Urolithin A (Uro-A), an intestinal microbiota metabolite of ellagitannin, has anti-aging properties. Through the direct intake of ellagitannin (or ellagic acid) and strains capable of producing Uro-A, the transformation of Uro-A in vivo is a potential method to develop anti-aging preparations. Therefore, this study aimed to investigate the dose-response relationship between the colonic infusion of Uro-A and its anti-aging effects. Results indicated that Uro-A exhibited a dose-dependent anti-aging effect in the colon, and the minimum effective dose might be 3.0 mg kg(-1) day(-1).
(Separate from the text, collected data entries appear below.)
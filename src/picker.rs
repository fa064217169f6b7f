use crate::calendar::{
    add_days, DateStyler, GridLayout, MonthGrid, MonthGridWidget, OutOfRangeError, YearMonth,
    GRID_HEIGHT, GRID_WIDTH,
};
use crate::display::{DisplayController, InvalidDateError};
use crate::theme::BASE_STYLE;
use ratatui::{
    buffer::Buffer,
    layout::{Alignment, Flex, Layout, Margin, Position, Rect},
    text::Line,
    widgets::{Block, Clear, StatefulWidget, Widget},
};
use time::{Date, Month};

const OUTER_WIDTH: u16 = GRID_WIDTH + 4;
const OUTER_HEIGHT: u16 = GRID_HEIGHT + 4;

/// The month-grid date picker.  Its cursor follows the selected date only
/// when the picker is opened; moving it does not change the selection until a
/// day is picked.
#[derive(Clone, Copy, Debug, Eq, PartialEq)]
pub(crate) struct Picker {
    open: bool,
    cursor: Date,
}

impl Picker {
    pub(crate) fn new(selected: Date) -> Picker {
        Picker {
            open: false,
            cursor: selected,
        }
    }

    pub(crate) fn is_open(&self) -> bool {
        self.open
    }

    pub(crate) fn cursor(&self) -> Date {
        self.cursor
    }

    pub(crate) fn open(&mut self, selected: Date) {
        self.cursor = selected;
        self.open = true;
    }

    pub(crate) fn close(&mut self) {
        self.open = false;
    }

    /// Show the previous (negative) or next (positive) month.  The cursor
    /// keeps its day of the month where possible and is otherwise moved to the
    /// month's last day.
    pub(crate) fn step_month(&mut self, direction: i32) -> Result<(), OutOfRangeError> {
        let target = YearMonth::of(self.cursor).step(direction);
        let cursor = target.day(self.cursor.day().min(target.length()))?;
        // Refuse to show a month whose grid would run off the calendar.
        MonthGrid::render(target, cursor, cursor)?;
        self.cursor = cursor;
        Ok(())
    }

    /// Move the cursor by `days`; crossing a month boundary changes the month
    /// shown
    pub(crate) fn move_cursor(&mut self, days: i64) -> Result<(), OutOfRangeError> {
        let cursor = add_days(self.cursor, days)?;
        MonthGrid::render(YearMonth::of(cursor), cursor, cursor)?;
        self.cursor = cursor;
        Ok(())
    }

    pub(crate) fn grid(&self, today: Date, selected: Date) -> Result<MonthGrid, OutOfRangeError> {
        MonthGrid::render(YearMonth::of(self.cursor), today, selected)
    }

    /// Commit a date to the display and close the picker.  If the date is
    /// invalid, nothing changes and the picker stays open.
    pub(crate) fn pick_day(
        &mut self,
        display: &mut DisplayController,
        year: i32,
        month: Month,
        day: u8,
    ) -> Result<(), InvalidDateError> {
        display.select(year, month, day)?;
        log::debug!("Picked {}", display.selected());
        self.close();
        Ok(())
    }

    pub(crate) fn pick_cursor(
        &mut self,
        display: &mut DisplayController,
    ) -> Result<(), InvalidDateError> {
        let date = self.cursor;
        self.pick_day(display, date.year(), date.month(), date.day())
    }
}

/// Where a click landed relative to the picker
#[derive(Clone, Copy, Debug, Eq, PartialEq)]
pub(crate) enum PickerHit {
    Cell(Date),
    Inside,
    Outside,
}

/*
 * ......................................
 * .┌──────────── Go To… ─────────────┐.
 * .│           August 2025           │.
 * .│ Su   Mo   Tu   We   Th   Fr   Sa │.
 * .│──────────────────────────────────│.
 * .│ 27   28   29   30   31    1    2 │.
 * .│              ...                 │.
 * .└──── [ ] month · ENTER pick ──────┘.
 * ......................................
 */

/// Screen geometry of the picker within the full terminal area
#[derive(Clone, Copy, Debug, Eq, PartialEq)]
pub(crate) struct PickerLayout {
    outer: Rect,
    block: Rect,
    grid: GridLayout,
}

impl PickerLayout {
    pub(crate) fn new(area: Rect) -> PickerLayout {
        let [outer] = Layout::horizontal([OUTER_WIDTH])
            .flex(Flex::Center)
            .areas(area);
        let [outer] = Layout::vertical([OUTER_HEIGHT])
            .flex(Flex::Center)
            .areas(outer);
        let block = outer.inner(Margin::new(1, 1));
        let grid = GridLayout::new(block.inner(Margin::new(1, 1)));
        PickerLayout { outer, block, grid }
    }

    pub(crate) fn hit(&self, grid: &MonthGrid, column: u16, row: u16) -> PickerHit {
        if let Some(cell) = self
            .grid
            .cell_at(column, row)
            .and_then(|i| grid.cells().get(i))
        {
            PickerHit::Cell(cell.date)
        } else if self.outer.contains(Position::new(column, row)) {
            PickerHit::Inside
        } else {
            PickerHit::Outside
        }
    }
}

/// Popup drawing the picker's current month over the rest of the screen
#[derive(Clone, Copy, Debug, Eq, PartialEq)]
pub(crate) struct PickerPopup<S> {
    today: Date,
    selected: Date,
    styler: S,
}

impl<S: DateStyler> PickerPopup<S> {
    pub(crate) fn new(today: Date, selected: Date, styler: S) -> Self {
        PickerPopup {
            today,
            selected,
            styler,
        }
    }
}

impl<S: DateStyler> StatefulWidget for PickerPopup<S> {
    type State = Picker;

    fn render(self, area: Rect, buf: &mut Buffer, state: &mut Self::State) {
        let layout = PickerLayout::new(area);
        Clear.render(layout.outer, buf);
        Block::new().style(BASE_STYLE).render(layout.outer, buf);
        Block::bordered()
            .title(" Go To… ")
            .title_alignment(Alignment::Center)
            .title_bottom(Line::from(" [ ] month · ENTER pick ").centered())
            .render(layout.block, buf);
        match state.grid(self.today, self.selected) {
            Ok(grid) => MonthGridWidget::new(&grid, self.styler)
                .cursor(state.cursor())
                .render(layout.grid.area(), buf),
            Err(e) => log::debug!("Cannot draw picker for {}: {e}", state.cursor()),
        }
    }
}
The main manifestations were that, compared with the model group, 3.0 mg kg(-1) day(-1) and 15.0 mg kg(-1) day(-1) of Uro-A can increase forelimb grip strength by 11.87% and 16.72%, respectively, and increase the discrimination index by 92.14% and 238.11%, respectively. Both doses effectively inhibited the D-galactose-induced increase in oxidative stress levels in the body, muscle atrophy, and neuronal apoptosis. Additionally, Uro-A released through the colon could alleviate D-galactose-induced aging in mice by inhibiting NF-kappa B and mTOR targets, providing significant protection for motor and cognitive functions. These findings provide a theoretical basis for future application and development of ellagitannin (or ellagic acid) in combination with strains capable of producing Uro-A.

Automated summary

Urolithin A (Uro-A) has dose-dependent anti-aging effects in the colon, with a minimum effective dose of 3.0 mg kg(-1) day(-1). Uro-A improves grip strength and discrimination index, inhibits oxidative stress, muscle atrophy, and neuronal apoptosis, and provides protection for motor and cognitive functions by inhibiting NF-kappa B and mTOR targets.